Covid-19 : séquencer le virus pour mieux maîtriser la pandémie
L’analyse du génome du Sars-CoV-2 pour en débusquer les moindres mutations est devenue, comme l’ont montré les récentes découvertes de différents variants, un outil incontournable.
Chaque jour, l’épidémie de Covid-19 progresse inexorablement. Le Sars-CoV-2 se réplique, mute, puis se transforme. Les scientifiques doivent donc le surveiller en permanence. Notamment grâce au séquençage de son génome, mais aussi en l’analysant finement grâce à la phylodynamique, une discipline récente qui vise à collecter de précieuses informations pour lutter contre lui : « Savoir où une souche particulière se propage, estimer la date de son apparition, déterminer les durées de contagiosité, évaluer le nombre d’individus porteurs ou encore identifier les événements de superpropagation », résume Samuel Alizon, directeur de recherche au CNRS dans l’équipe Evolution théorique et expérimentale du laboratoire Mivegec, à Montpellier. Une telle enquête débute par les prélèvements nasopharyngés effectués chez les personnes potentiellement infectées, qui sont ensuite analysés par des tests PCR ou antigéniques. S’ils se révèlent positifs, ils sont transmis à des laboratoires pour être séquencés. « Lorsque nous recevons un échantillon, nous procédons à une extraction des acides nucléiques [NDLR : l’ARN, soit le code génétique du Sars-CoV-2], grâce à des appareils automatisés, puis nous amplifions le virus avant d’envoyer le résultat dans une machine susceptible de donner l’intégralité de la séquence », détaille Laurence Josset, virologue aux Hospices civils de Lyon, chargée du séquençage au centre national de référence (CNR) des virus des infections respiratoires de la métropole lyonnaise.
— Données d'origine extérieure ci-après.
impl Orchestrator {
    pub fn new(
        retriever: Retriever,
        store: Arc<dyn ContentStore>,
        catalog: Catalog,
        options: IngestOptions,
    ) -> Self {
        Self {
            retriever,
            store,
            catalog,
            options,
        }
    }

    pub async fn from_config(config: &Config) -> Result<Self> {
        let pool = db::connect(config).await?;
        Ok(Self::new(
            Retriever::from_config(&config.http)?,
            open_store(&config.storage)?,
            Catalog::new(pool),
            IngestOptions::from(&config.ingest),
        ))
    }

    pub fn catalog(&self) -> &Catalog {
        &self.catalog
    }

    pub fn retriever(&self) -> &Retriever {
        &self.retriever
    }

    /// Ingest one filing end to end.
    #[instrument(skip_all, fields(accession = %entry.accession_number, path = %entry.path))]
    pub async fn ingest(&self, entry: &IndexEntry) -> IngestOutcome {
        match self.run(entry).await {
            Ok(outcome) => outcome,
            Err(failure) => {
                self.record_failure(&failure).await;
                IngestOutcome::Errored {
                    stage: failure.stage,
                    message: failure.message,
                }
            }
        }
    }

    async fn run(&self, entry: &IndexEntry) -> Result<IngestOutcome, Failure> {
        if self
            .already_ingested(&entry.accession_number, Some(&entry.path))
            .await
            .map_err(|e| Failure::new(Stage::Reconcile, entry, e))?
        {
            debug!("filing already in catalog");
            return Ok(IngestOutcome::AlreadyIngested);
        }

        let raw = self.load_raw(entry).await?;

        let record = split_filing(&raw, self.options.store_text)
            .map_err(|e| Failure::new(Stage::Parse, entry, e))?;

        let known = merge_entry(entry, &record);
        if known.accession_number != entry.accession_number
            && self
                .already_ingested(&known.accession_number, None)
                .await
                .map_err(|e| Failure::new(Stage::Reconcile, &known, e))?
        {
            debug!(parsed = %known.accession_number, "parsed accession already in catalog");
            return Ok(IngestOutcome::AlreadyIngested);
        }

        self.catalog
            .get_or_create_company(known.cik, &known.company_name, known.date_filed)
            .await
            .map_err(|e| Failure::new(Stage::Reconcile, &known, e))?;
        if record.profile != Default::default() {
            self.catalog
                .ensure_profile(known.cik, &record.profile, known.date_filed)
                .await
                .map_err(|e| Failure::new(Stage::Reconcile, &known, e))?;
        }

        let parsed = record.document_count();
        let pending = NewFiling {
            accession_number: known.accession_number.clone(),
            cik: known.cik,
            form_type: record.form_type.clone(),
            date_filed: known.date_filed,
            content_hash: Some(sha256_hex(&raw)),
            path: known.path.clone(),
            document_count: record.declared_document_count.unwrap_or(parsed as i64),
        };
        match self.catalog.insert_pending_filing(&pending).await {
            Ok(()) => {}
            Err(CatalogError::AlreadyExists(_)) => {
                debug!("filing created concurrently");
                return Ok(IngestOutcome::AlreadyIngested);
            }
            Err(e) => return Err(Failure::new(Stage::Reconcile, &known, e)),
        }

        let fail_pending = |stage: Stage, message: String| Failure {
            stage,
            message,
            entry: known.clone(),
            pending: true,
        };

        let blobs_written = self
            .store_documents(&raw, &record)
            .await
            .map_err(|e| fail_pending(Stage::Store, e.to_string()))?;

        let documents = document_rows(&known.accession_number, &record);
        self.catalog
            .commit_documents(&known.accession_number, &documents)
            .await
            .map_err(|e| fail_pending(Stage::Reconcile, e.to_string()))?;

        if let Some(declared) = record.declared_document_count {
            if declared != parsed as i64 {
                warn!(declared, parsed, "document count mismatch");
            }
        }

        info!(documents = parsed, blobs_written, "filing reconciled");
        Ok(IngestOutcome::Reconciled {
            accession_number: known.accession_number,
            documents: parsed,
            blobs_written,
        })
    }

    async fn already_ingested(
        &self,
        accession_number: &str,
        path: Option<&str>,
    ) -> Result<bool, CatalogError> {
        if self.catalog.find_filing(accession_number).await?.is_some() {
            return Ok(true);
        }
        match path {
            Some(path) => Ok(self.catalog.find_filing_by_path(path).await?.is_some()),
            None => Ok(false),
        }
    }

    /// Raw filing bytes, from the store cache when present, otherwise from
    /// the network (and then cached).
    async fn load_raw(&self, entry: &IndexEntry) -> Result<Vec<u8>, Failure> {
        match self.store.path_exists(&entry.path).await {
            Ok(true) => match self.store.get(&entry.path).await {
                Ok(bytes) => {
                    debug!(bytes = bytes.len(), "using cached filing");
                    return Ok(bytes);
                }
                Err(e) => warn!(error = %e, "cached filing unreadable; fetching"),
            },
            Ok(false) => {}
            Err(e) => warn!(error = %e, "unable to check filing cache"),
        }

        let remote = format!("/Archives/{}", entry.path);
        let fetched = match self.retriever.fetch(&remote).await {
            Ok(Some(fetched)) => fetched,
            Ok(None) => {
                return Err(Failure::new(
                    Stage::Fetch,
                    entry,
                    format!("unable to retrieve {}", remote),
                ))
            }
            Err(e) => return Err(Failure::new(Stage::Fetch, entry, e)),
        };

        if let Err(e) = self.store.put_path(&entry.path, &fetched.bytes).await {
            warn!(error = %e, "unable to cache filing");
        }
        Ok(fetched.bytes)
    }

    /// Store raw and text blobs for every document. Returns how many blobs
    /// were newly written.
    async fn store_documents(
        &self,
        raw: &[u8],
        record: &FilingRecord,
    ) -> Result<usize, StoreError> {
        let mut written = 0;
        for doc in &record.documents {
            if self.options.store_raw {
                let stored = self
                    .store
                    .put(&doc.content_hash, ContentKind::Raw, &raw[doc.start_pos..doc.end_pos])
                    .await?;
                written += stored.written as usize;
            }
            if self.options.store_text {
                if let Some(text) = &doc.text {
                    let stored = self
                        .store
                        .put(&doc.content_hash, ContentKind::Text, text.as_bytes())
                        .await?;
                    written += stored.written as usize;
                }
            }
        }
        Ok(written)
    }

    async fn record_failure(&self, failure: &Failure) {
        error!(stage = %failure.stage, message = %failure.message, "ingestion failed");

        let result = if failure.pending {
            self.catalog
                .mark_filing_error(&failure.entry.accession_number, &failure.message)
                .await
        } else {
            self.catalog
                .record_error_filing(&failure.entry, &failure.message)
                .await
                .map(|_| ())
        };

        if let Err(e) = result {
            error!(error = %e, "unable to record error filing");
        }
    }
}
Vient alors l’étape du « profilage », afin d’effectuer une analyse complète de la séquence génétique. Objectif : identifier la pluralité des modifications du virus et ainsi cataloguer les variants. « C’est ce que montre l’outil Nexstrain, une base de données surveillant l’évolution des différentes souches partout dans le monde », ajoute-t-elle. Pour chaque séquence analysée, les généticiens recourent à des programmes informatiques et à des modèles statistiques élaborés pour repérer les variants du virus. Avec la date du prélèvement, ils peuvent créer un arbre généalogique du virus. De cette manière, les chercheurs ont réussi découvrir des variants britannique B.1.1.7 et sud-africain 501.V2, mais ils ont aussi pu suivre leur progression par rapport aux autres souches.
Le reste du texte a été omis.